Soon it will be illegal in the UK to slap your kids.

-- Sir Richard (richard.dale@unum.co.uk), February 28, 2000.

Imso, I beg to differ. Something has already happened. The mother has already been arrested and had to be bailed out. The child has already been placed in foster care. If the mother is never jailed, and ultimately cleared of all charges, and the child is ultimately returned, that will be much better than the alternative, but it doesn't erase the trauma that this family has been unnecessarily put through.

-- Markus Archus (apxov@mail.com), February 28, 2000.

Excuse me "Imso Lame", have you read the article? The mother was charged with child neglect, had to pay $1,000. to be released on bail, and her kids taken away until "they" decide if she's fit to keep her kids or not. That could be weeks. All this nightmare because her 4 year old wakes up in the middle of the night, finds herself in a new strange home and walks out the back door and wanders. (And what's so wrong with having doorknobs that lock from outside but opens from the inside? That's how all my doors work, it's now illegal and neglect to have them??)

It was called "an accident" by the police report, so why all this misery the family has to be put through? You'd be happy to just take it all if that happened to you, Imsolame?

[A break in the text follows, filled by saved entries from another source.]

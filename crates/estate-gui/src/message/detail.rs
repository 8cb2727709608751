//! Detail view messages.

use iced::widget::image::Handle;

use estate_core::{ImageKey, RequestId};
use estate_model::Property;

use crate::error::GuiError;

/// Messages for the property detail view.
#[derive(Debug, Clone)]
pub enum DetailMessage {
    /// The property request completed
    Loaded {
        request: RequestId,
        result: Result<Property, GuiError>,
    },

    /// One of the property photos finished loading
    ImageLoaded {
        request: RequestId,
        key: ImageKey,
        result: Result<Handle, GuiError>,
    },
}
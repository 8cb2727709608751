//! Logging infrastructure using `tracing` and `tracing-subscriber`.
//!
//! # Log Levels
//!
//! - `error`: startup failures
//! - `warn`: failed catalog requests, unreadable settings
//! - `info`: startup configuration, navigation between views
//! - `debug`: every issued request, stale responses, image fallbacks
//! - `trace`: widget-level events
//!
//! `RUST_LOG` overrides the configured level unless a level was given on the
//! command line.

use std::io;

use tracing::level_filters::LevelFilter;
use tracing_subscriber::{
    EnvFilter,
    fmt::{self, MakeWriter},
    layer::SubscriberExt,
    util::SubscriberInitExt,
};

/// Crates whose events follow the configured level. Everything else stays at
/// `warn` to keep wgpu and iced internals quiet.
const APP_TARGETS: [&str; 4] = ["estate_gui", "estate_core", "estate_client", "estate_model"];

/// Configuration for logging behavior.
#[derive(Debug, Clone)]
pub struct LogConfig {
    /// Log level filter.
    pub level_filter: LevelFilter,
    /// Whether `RUST_LOG` may replace `level_filter`.
    pub use_env_filter: bool,
    /// Whether to include target (module path) in log output.
    pub with_target: bool,
    /// Whether to use ANSI colors in output.
    pub with_ansi: bool,
    /// Output format.
    pub format: LogFormat,
}

/// Log output format.
#[derive(Debug, Clone, Copy, Default, PartialEq, Eq)]
pub enum LogFormat {
    /// Human-readable pretty format with colors.
    #[default]
    Pretty,
    /// Compact single-line format.
    Compact,
    /// JSON format for machine parsing.
    Json,
}

impl Default for LogConfig {
    fn default() -> Self {
        Self {
            level_filter: LevelFilter::INFO,
            use_env_filter: true,
            with_target: false,
            with_ansi: true,
            format: LogFormat::default(),
        }
    }
}

impl LogConfig {
    /// Create a `LogConfig` from the configured level and an explicit
    /// command-line level. A command-line level also disables `RUST_LOG`.
    #[must_use]
    pub fn resolve(configured: LevelFilter, command_line: Option<LevelFilter>) -> Self {
        Self {
            level_filter: command_line.unwrap_or(configured),
            use_env_filter: command_line.is_none(),
            ..Default::default()
        }
    }

    /// Set output format.
    #[must_use]
    pub fn with_format(mut self, format: LogFormat) -> Self {
        self.format = format;
        self
    }

    /// Enable or disable ANSI colors.
    #[must_use]
    pub fn with_ansi(mut self, enable: bool) -> Self {
        self.with_ansi = enable;
        self
    }
}

/// Initialize the global tracing subscriber writing to stderr.
///
/// This should be called once at application startup.
pub fn init_logging(config: &LogConfig) {
    init_logging_with_writer(config, io::stderr);
}

/// Initialize logging with a custom writer.
pub fn init_logging_with_writer<W>(config: &LogConfig, writer: W)
where
    W: for<'writer> MakeWriter<'writer> + Send + Sync + 'static,
{
    let filter = build_env_filter(config);

    match config.format {
        LogFormat::Json => {
            let layer = fmt::layer()
                .json()
                .with_writer(writer)
                .with_target(config.with_target);
            tracing_subscriber::registry()
                .with(filter)
                .with(layer)
                .init();
        }
        LogFormat::Compact => {
            let layer = fmt::layer()
                .compact()
                .with_writer(writer)
                .with_ansi(config.with_ansi)
                .with_target(config.with_target);
            tracing_subscriber::registry()
                .with(filter)
                .with(layer)
                .init();
        }
        LogFormat::Pretty => {
            let layer = fmt::layer()
                .with_writer(writer)
                .with_ansi(config.with_ansi)
                .with_target(config.with_target);
            tracing_subscriber::registry()
                .with(filter)
                .with(layer)
                .init();
        }
    }
}

/// Build an `EnvFilter`, respecting `RUST_LOG` when allowed.
fn build_env_filter(config: &LogConfig) -> EnvFilter {
    if config.use_env_filter
        && let Ok(filter) = EnvFilter::try_from_default_env()
    {
        return filter;
    }
    EnvFilter::new(filter_directives(config.level_filter))
}

/// Directive string: `warn` globally, `level` for the application crates.
fn filter_directives(level: LevelFilter) -> String {
    let level = level.to_string().to_lowercase();
    let mut directives = vec!["warn".to_string()];
    directives.extend(APP_TARGETS.iter().map(|target| format!("{target}={level}")));
    directives.join(",")
}

#[cfg(test)]
mod tests {
    use super::*;

    #[test]
    fn test_resolve_levels() {
        let config = LogConfig::resolve(LevelFilter::WARN, None);
        assert_eq!(config.level_filter, LevelFilter::WARN);
        assert!(config.use_env_filter);

        let config = LogConfig::resolve(LevelFilter::WARN, Some(LevelFilter::TRACE));
        assert_eq!(config.level_filter, LevelFilter::TRACE);
        assert!(!config.use_env_filter);
    }

    #[test]
    fn test_filter_directives() {
        assert_eq!(
            filter_directives(LevelFilter::DEBUG),
            "warn,estate_gui=debug,estate_core=debug,estate_client=debug,estate_model=debug"
        );
    }
}
//! Property card shown in the listing grid.

use iced::widget::image::Handle;
use iced::widget::{Space, button, column, container, row, text};
use iced::{Alignment, Element, Length, Theme};
use iced_fonts::lucide;

use estate_core::{CardText, ImageSlot, Route};
use estate_model::Property;

use super::photo;
use crate::message::Message;
use crate::theme::{CARD_IMAGE_HEIGHT, EstateColors, SPACING_MD, SPACING_XS, button_card};

/// A clickable card that opens the property's detail view.
pub fn property_card<'a>(
    property: &'a Property,
    image: Option<&ImageSlot<Handle>>,
    fallback: &Handle,
) -> Element<'a, Message> {
    let card = CardText::new(property);

    let name = text(card.name).size(16).style(|theme: &Theme| text::Style {
        color: Some(theme.extended_palette().background.base.text),
    });

    let address = row![
        container(lucide::house().size(12)).style(|theme: &Theme| container::Style {
            text_color: Some(theme.estate().text_muted),
            ..Default::default()
        }),
        Space::new().width(SPACING_XS),
        text(card.address)
            .size(12)
            .style(|theme: &Theme| text::Style {
                color: Some(theme.estate().text_secondary),
            }),
    ]
    .align_y(Alignment::Center);

    let price = text(card.price).size(18).style(|theme: &Theme| text::Style {
        color: Some(theme.estate().price),
    });

    let body = column![name, address, Space::new().height(SPACING_XS), price]
        .spacing(SPACING_XS)
        .padding(SPACING_MD);

    button(column![photo(image, fallback, CARD_IMAGE_HEIGHT), body])
        .on_press(Message::Navigate(Route::detail(card.id)))
        .padding(0)
        .width(Length::Fill)
        .style(button_card)
        .into()
}
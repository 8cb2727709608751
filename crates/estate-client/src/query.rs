//! GraphQL documents, request envelopes, and response resolution.

use serde::{Deserialize, Serialize};
use serde_json::Value;

use estate_model::{PaginatedResult, Property, PropertyFilters};

use crate::error::{ClientError, Result};

/// Operation name of the list query.
pub const LIST_PROPERTIES_OPERATION: &str = "GetAllProperties";

/// Operation name of the detail query.
pub const GET_PROPERTY_OPERATION: &str = "GetPropertyById";

/// List query: one page of property summaries plus pagination metadata.
pub const LIST_PROPERTIES_QUERY: &str = r"query GetAllProperties(
  $query: String
  $minPrice: Decimal
  $maxPrice: Decimal
  $page: Int
  $pageSize: Int
) {
  properties(
    query: $query
    minPrice: $minPrice
    maxPrice: $maxPrice
    page: $page
    pageSize: $pageSize
  ) {
    items {
      idProperty
      name
      address
      price
      codeInternal
      year
      idOwner
      firstImage
    }
    totalCount
    page
    pageSize
    totalPages
    hasNextPage
    hasPreviousPage
  }
}";

/// Detail query: one property with images, traces, and owner.
pub const GET_PROPERTY_QUERY: &str = r"query GetPropertyById($id: String!) {
  property(id: $id) {
    idProperty
    name
    address
    price
    codeInternal
    year
    idOwner
    firstImage
    images
    traces {
      idPropertyTrace
      dateSale
      name
      value
      tax
    }
    owner {
      idOwner
      name
      photo
    }
  }
}";

// =============================================================================
// REQUEST
// =============================================================================

/// A GraphQL request envelope.
#[derive(Debug, Clone, PartialEq, Serialize)]
#[serde(rename_all = "camelCase")]
pub struct GraphQlRequest {
    /// Query document.
    pub query: &'static str,
    /// Operation to execute within the document.
    pub operation_name: &'static str,
    /// Operation variables.
    pub variables: Value,
}

impl GraphQlRequest {
    /// Build the list request. Absent filter fields are not transmitted.
    pub fn list_properties(filters: &PropertyFilters) -> Result<Self> {
        Ok(Self {
            query: LIST_PROPERTIES_QUERY,
            operation_name: LIST_PROPERTIES_OPERATION,
            variables: serde_json::to_value(filters)?,
        })
    }

    /// Build the detail request.
    pub fn get_property(id: &str) -> Self {
        Self {
            query: GET_PROPERTY_QUERY,
            operation_name: GET_PROPERTY_OPERATION,
            variables: serde_json::json!({ "id": id }),
        }
    }

    /// Key identifying this request in the response cache.
    pub fn cache_key(&self) -> String {
        format!("{}:{}", self.operation_name, self.variables)
    }
}

// =============================================================================
// RESPONSE
// =============================================================================

/// One entry of a GraphQL `errors` array.
#[derive(Debug, Clone, PartialEq, Eq, Deserialize)]
pub struct GraphQlError {
    /// Error message.
    pub message: String,
}

/// Raw GraphQL response envelope.
#[derive(Debug, Clone, Deserialize)]
pub struct GraphQlResponse {
    /// Operation result, `null` when execution failed outright.
    #[serde(default)]
    pub data: Option<Value>,
    /// Errors reported by the server.
    #[serde(default)]
    pub errors: Vec<GraphQlError>,
}

impl GraphQlResponse {
    /// Resolve the envelope to its data.
    ///
    /// Partial data is accepted even when errors are present; errors only fail
    /// the request when there is no data at all.
    pub fn into_data(self) -> Result<Value> {
        match self.data {
            Some(data) if !data.is_null() => {
                if !self.errors.is_empty() {
                    tracing::warn!(
                        errors = self.errors.len(),
                        "GraphQL response carried errors alongside data"
                    );
                }
                Ok(data)
            }
            _ if !self.errors.is_empty() => Err(ClientError::GraphQl {
                messages: self.errors.into_iter().map(|e| e.message).collect(),
            }),
            _ => Err(ClientError::Decode("response contained no data".to_string())),
        }
    }
}

#[derive(Debug, Deserialize)]
struct ListData {
    #[serde(default)]
    properties: Option<PaginatedResult>,
}

#[derive(Debug, Deserialize)]
struct DetailData {
    #[serde(default)]
    property: Option<Property>,
}

/// Decode list data. A missing `properties` field normalizes to an empty page.
pub fn decode_list(data: Value) -> Result<PaginatedResult> {
    let list: ListData = serde_json::from_value(data)?;
    Ok(list.properties.unwrap_or_default())
}

/// Decode detail data. A `null` property is reported as not found.
pub fn decode_detail(id: &str, data: Value) -> Result<Property> {
    let detail: DetailData = serde_json::from_value(data)?;
    detail.property.ok_or_else(|| ClientError::NotFound { id: id.to_string() })
}

#[cfg(test)]
mod tests {
    use super::*;
    use serde_json::json;

    #[test]
    fn test_list_request_drops_absent_fields() {
        let filters = PropertyFilters {
            query: None,
            min_price: Some(1000.0),
            max_price: None,
            page: 2,
            page_size: 12,
        };
        let request = GraphQlRequest::list_properties(&filters).unwrap();
        assert_eq!(
            request.variables,
            json!({ "minPrice": 1000.0, "page": 2, "pageSize": 12 })
        );
        assert_eq!(request.operation_name, "GetAllProperties");
    }

    #[test]
    fn test_cache_key_distinguishes_variables() {
        let a = GraphQlRequest::get_property("a");
        let b = GraphQlRequest::get_property("b");
        assert_ne!(a.cache_key(), b.cache_key());
        assert_eq!(a.cache_key(), GraphQlRequest::get_property("a").cache_key());
    }

    #[test]
    fn test_errors_without_data_fail() {
        let response: GraphQlResponse = serde_json::from_value(json!({
            "data": null,
            "errors": [{ "message": "boom" }]
        }))
        .unwrap();
        assert_eq!(
            response.into_data(),
            Err(ClientError::GraphQl {
                messages: vec!["boom".to_string()]
            })
        );
    }

    #[test]
    fn test_partial_data_is_accepted() {
        let response: GraphQlResponse = serde_json::from_value(json!({
            "data": { "properties": null },
            "errors": [{ "message": "owner resolver failed" }]
        }))
        .unwrap();
        let page = decode_list(response.into_data().unwrap()).unwrap();
        assert!(page.is_empty());
        assert_eq!(page.page, 1);
    }

    #[test]
    fn test_null_property_is_not_found() {
        let err = decode_detail("missing", json!({ "property": null })).unwrap_err();
        assert_eq!(
            err,
            ClientError::NotFound {
                id: "missing".to_string()
            }
        );
    }
}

I find it outrageous. We're being trapped by bureaucratic "procedures" and redtape. Common sense and judgement from police is out and un-PC. Don't sneeze the wrong way or have an incident or it'll cost you dearly.

PALMYRA - The state Division of Youth and Family Services is expected to decide today whether a 4-year-old girl who was found wandering alone early yesterday should be released back into her parents' custody.

Police, who called the situation an accident, said they found Jessica Small about 1:45 a.m. yesterday on Broad Street near Delaware Street. The girl had been reported walking around town wearing a light shirt, jeans and socks while temperatures were in the 40s.

The girl's mother, Joanne Small, 40, was charged with child neglect, a fourth-degree indictable crime, and released on $1,000 bail, said Lt. Howard Norcross of the Palmyra Police Department.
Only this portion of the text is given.